Jenny Hintze

"We are the music makers and we are the dreamers of dreams." – Willy Wonka

A tough night November 5, 2009

Filed under: Uncategorized — jhintze @ 9:40 am
Tags: , , , ,

Last night was tough. While I was at Target with the boys I got a call about a family at our local hospital who wanted pictures of their little one. Those aren’t happy calls. I never look forward to getting those calls. I went to the hospital about an hour later after the baby was born. Last night’s session was the first time that I have cried while with the family.


Being in that room surrounded by a family brought together and torn apart for the love of a baby was just a bit too familiar. Brokenhearted grandparents, hugs where people hang on, a big brother still too little to understand…just all too familiar. And it was tough. I couldn’t help feeling like an intruder on this family’s precious time together. I was overwhelmed by the feeling of just…Holiness. The presence of God was thick in the room and I’m sure everyone there must have felt it. I didn’t want to disrupt it or interrupt it with my presence and my camera but I knew that some of those moments had to be captured. Their sadness and love for this child is, in a way, his legacy and his impact on this world. And he deserves to have his impact seen. The world outside that little room carried on unaware. Unaware of his life and unaware of his death.

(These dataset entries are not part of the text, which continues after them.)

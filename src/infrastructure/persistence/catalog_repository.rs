//! Catalog repository implementation for SQLite
//!
//! Catalog records are stored whole as JSON; the name column only orders
//! listings.

use async_trait::async_trait;
use sqlx::{QueryBuilder, Sqlite};

use super::connection::{
    db_err, fetch_bodies, fetch_one_body, from_body, to_body, SqliteConnection,
};
use crate::application::ports::outbound::{CatalogRepositoryPort, RepoError};
use crate::domain::entities::{Ancestry, CharacterClass, Community, Item, Subclass};
use crate::domain::value_objects::{AncestryId, ClassId, CommunityId, ItemId, SubclassId};

/// Repository for catalog (rules content) records
#[derive(Clone)]
pub struct SqliteCatalogRepository {
    connection: SqliteConnection,
}

impl SqliteCatalogRepository {
    pub fn new(connection: SqliteConnection) -> Self {
        Self { connection }
    }

    /// Batch lookup; ids with no row are skipped
    pub async fn items_by_ids(&self, ids: &[ItemId]) -> Result<Vec<Item>, RepoError> {
        if ids.is_empty() {
            return Ok(Vec::new());
        }

        let mut builder = QueryBuilder::<Sqlite>::new("SELECT body FROM items WHERE id IN (");
        let mut separated = builder.separated(", ");
        for id in ids {
            separated.push_bind(id.to_string());
        }
        separated.push_unseparated(")");

        let rows: Vec<(String,)> = builder
            .build_query_as()
            .fetch_all(self.connection.pool())
            .await
            .map_err(db_err)?;

        rows.iter()
            .map(|(body,)| from_body(body))
            .collect()
    }

    async fn upsert(&self, table: &str, id: String, name: &str, body: String) -> Result<(), RepoError> {
        let sql = format!(
            "INSERT OR REPLACE INTO {} (id, name, body) VALUES (?, ?, ?)",
            table
        );
        sqlx::query(&sql)
            .bind(id)
            .bind(name)
            .bind(body)
            .execute(self.connection.pool())
            .await
            .map_err(db_err)?;
        Ok(())
    }
}

#[async_trait]
impl CatalogRepositoryPort for SqliteCatalogRepository {
    async fn list_items(&self) -> Result<Vec<Item>, RepoError> {
        fetch_bodies(self.connection.pool(), "SELECT body FROM items ORDER BY name", None).await
    }

    async fn upsert_item(&self, item: &Item) -> Result<(), RepoError> {
        self.upsert("items", item.id.to_string(), &item.name, to_body(item)?)
            .await
    }

    async fn list_classes(&self) -> Result<Vec<CharacterClass>, RepoError> {
        fetch_bodies(self.connection.pool(), "SELECT body FROM classes ORDER BY name", None).await
    }

    async fn get_class(&self, id: ClassId) -> Result<Option<CharacterClass>, RepoError> {
        fetch_one_body(
            self.connection.pool(),
            "SELECT body FROM classes WHERE id = ?",
            id.to_string(),
        )
        .await
    }

    async fn upsert_class(&self, class: &CharacterClass) -> Result<(), RepoError> {
        self.upsert("classes", class.id.to_string(), &class.name, to_body(class)?)
            .await
    }

    async fn list_subclasses(&self, class_id: ClassId) -> Result<Vec<Subclass>, RepoError> {
        fetch_bodies(
            self.connection.pool(),
            "SELECT body FROM subclasses WHERE class_id = ? ORDER BY name",
            Some(class_id.to_string()),
        )
        .await
    }

    async fn get_subclass(&self, id: SubclassId) -> Result<Option<Subclass>, RepoError> {
        fetch_one_body(
            self.connection.pool(),
            "SELECT body FROM subclasses WHERE id = ?",
            id.to_string(),
        )
        .await
    }

    async fn upsert_subclass(&self, subclass: &Subclass) -> Result<(), RepoError> {
        sqlx::query(
            "INSERT OR REPLACE INTO subclasses (id, class_id, name, body) VALUES (?, ?, ?, ?)",
        )
        .bind(subclass.id.to_string())
        .bind(subclass.class_id.to_string())
        .bind(&subclass.name)
        .bind(to_body(subclass)?)
        .execute(self.connection.pool())
        .await
        .map_err(db_err)?;
        Ok(())
    }

    async fn list_ancestries(&self) -> Result<Vec<Ancestry>, RepoError> {
        fetch_bodies(self.connection.pool(), "SELECT body FROM ancestries ORDER BY name", None).await
    }

    async fn get_ancestry(&self, id: AncestryId) -> Result<Option<Ancestry>, RepoError> {
        fetch_one_body(
            self.connection.pool(),
            "SELECT body FROM ancestries WHERE id = ?",
            id.to_string(),
        )
        .await
    }

    async fn upsert_ancestry(&self, ancestry: &Ancestry) -> Result<(), RepoError> {
        self.upsert("ancestries", ancestry.id.to_string(), &ancestry.name, to_body(ancestry)?)
            .await
    }

    async fn list_communities(&self) -> Result<Vec<Community>, RepoError> {
        fetch_bodies(self.connection.pool(), "SELECT body FROM communities ORDER BY name", None).await
    }

    async fn get_community(&self, id: CommunityId) -> Result<Option<Community>, RepoError> {
        fetch_one_body(
            self.connection.pool(),
            "SELECT body FROM communities WHERE id = ?",
            id.to_string(),
        )
        .await
    }

    async fn upsert_community(&self, community: &Community) -> Result<(), RepoError> {
        self.upsert("communities", community.id.to_string(), &community.name, to_body(community)?)
            .await
    }
}

#[cfg(test)]
mod tests {
    use super::*;
    use crate::domain::entities::DamageThresholds;
    use sqlx::sqlite::SqlitePoolOptions;

    async fn repository() -> SqliteCatalogRepository {
        let pool = SqlitePoolOptions::new()
            .max_connections(1)
            .connect("sqlite::memory:")
            .await
            .unwrap();
        let connection = SqliteConnection::from_pool(pool);
        connection.initialize_schema().await.unwrap();
        SqliteCatalogRepository::new(connection)
    }

    #[tokio::test]
    async fn items_by_ids_skips_unknown_ids() {
        let repo = repository().await;
        let armor = Item::armor("Gambeson", 3, DamageThresholds::new(5, 11));
        let dagger = Item::other("Dagger", "weapon");
        repo.upsert_item(&armor).await.unwrap();
        repo.upsert_item(&dagger).await.unwrap();

        let found = repo.items_by_ids(&[armor.id, ItemId::new()]).await.unwrap();
        assert_eq!(found, vec![armor]);
        assert!(repo.items_by_ids(&[]).await.unwrap().is_empty());
        assert_eq!(repo.list_items().await.unwrap().len(), 2);
    }

    #[tokio::test]
    async fn subclasses_are_listed_per_class() {
        let repo = repository().await;
        let ranger = CharacterClass::new("Ranger", 6, 12);
        let bard = CharacterClass::new("Bard", 5, 10);
        repo.upsert_class(&ranger).await.unwrap();
        repo.upsert_class(&bard).await.unwrap();
        repo.upsert_subclass(&Subclass::new(ranger.id, "Wayfinder")).await.unwrap();
        repo.upsert_subclass(&Subclass::new(ranger.id, "Beastbound")).await.unwrap();
        repo.upsert_subclass(&Subclass::new(bard.id, "Troubadour")).await.unwrap();

        let names: Vec<String> = repo
            .list_subclasses(ranger.id)
            .await
            .unwrap()
            .into_iter()
            .map(|s| s.name)
            .collect();
        assert_eq!(names, vec!["Beastbound", "Wayfinder"]);
        assert_eq!(repo.get_class(bard.id).await.unwrap(), Some(bard));
    }

    #[tokio::test]
    async fn upsert_replaces_existing_rows() {
        let repo = repository().await;
        let mut ancestry = Ancestry::new("Drakona");
        repo.upsert_ancestry(&ancestry).await.unwrap();
        ancestry.description = "Wingless dragon kin".to_string();
        repo.upsert_ancestry(&ancestry).await.unwrap();

        let stored = repo.get_ancestry(ancestry.id).await.unwrap().unwrap();
        assert_eq!(stored.description, "Wingless dragon kin");
        assert_eq!(repo.list_ancestries().await.unwrap().len(), 1);
        assert!(repo.get_community(CommunityId::new()).await.unwrap().is_none());
    }
}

So I took the pictures that I wish I had of the moments with our son. And I hope that I was able to capture a glimpse of the presence of God in the room. And while last night was tough for me, I got to walk away. I got to pack up my stuff and go back home to my sleeping boys. But this family doesn’t get to walk away from this. They will carry yesterday with them for the rest of their lives. They will feel pain deeper than most people can imagine. And they might have moments where they feel completely abandoned by the One whose presence enveloped us all in that room last night.

Advertisements
 

Whole August 24, 2009

Filed under: Uncategorized — jhintze @ 11:35 pm
Tags: , , , ,

I’m up late tonight trying to finish up some editing on a NILMDTS session I had a couple of weeks ago. I have probably delayed finishing up these pictures longer than I could have, maybe longer than I should have. I’m still within the time frame I gave the mom but still I need to buckle down and get this done. But this is the hardest part of it. Being there with the baby was hard but I was behind my camera a good bit of the time. And I was in photographer mode most of the time. Getting the lighting right, positioning right, camera settings right.


But now I’m up working in photoshop of pictures of a baby girl who never drew breath. And it’s just not right. These photos aren’t right. They shouldn’t have to be. And as I work on making her little body look “right” as best I can, I know that she is already whole and perfect in her Father’s arms. What is taking me hours to try to fix is already fixed. She’s perfect. We don’t do this work for the babies. We do this work for ourselves and for the parents of these little ones. We do this work to try to mend as best we can our own broken hearts and hopefully the parent’s broken hearts too. And someday when we meet up with them again, we’ll all be whole together.


As I was packing up my equipment to leave this session, the baby’s sweet mommy let her guard for a moment. She talked to her daughter as a mother should talk to a new baby and she showed her a teddy bear. She danced the bear briefly in front of her baby’s face. I can’t get that moment out of my mind. As difficult as it was to photograph the baby and now edit the pictures, that moment just breaks my heart.


This world is very broken. And sometimes I just long for Heaven. I really do.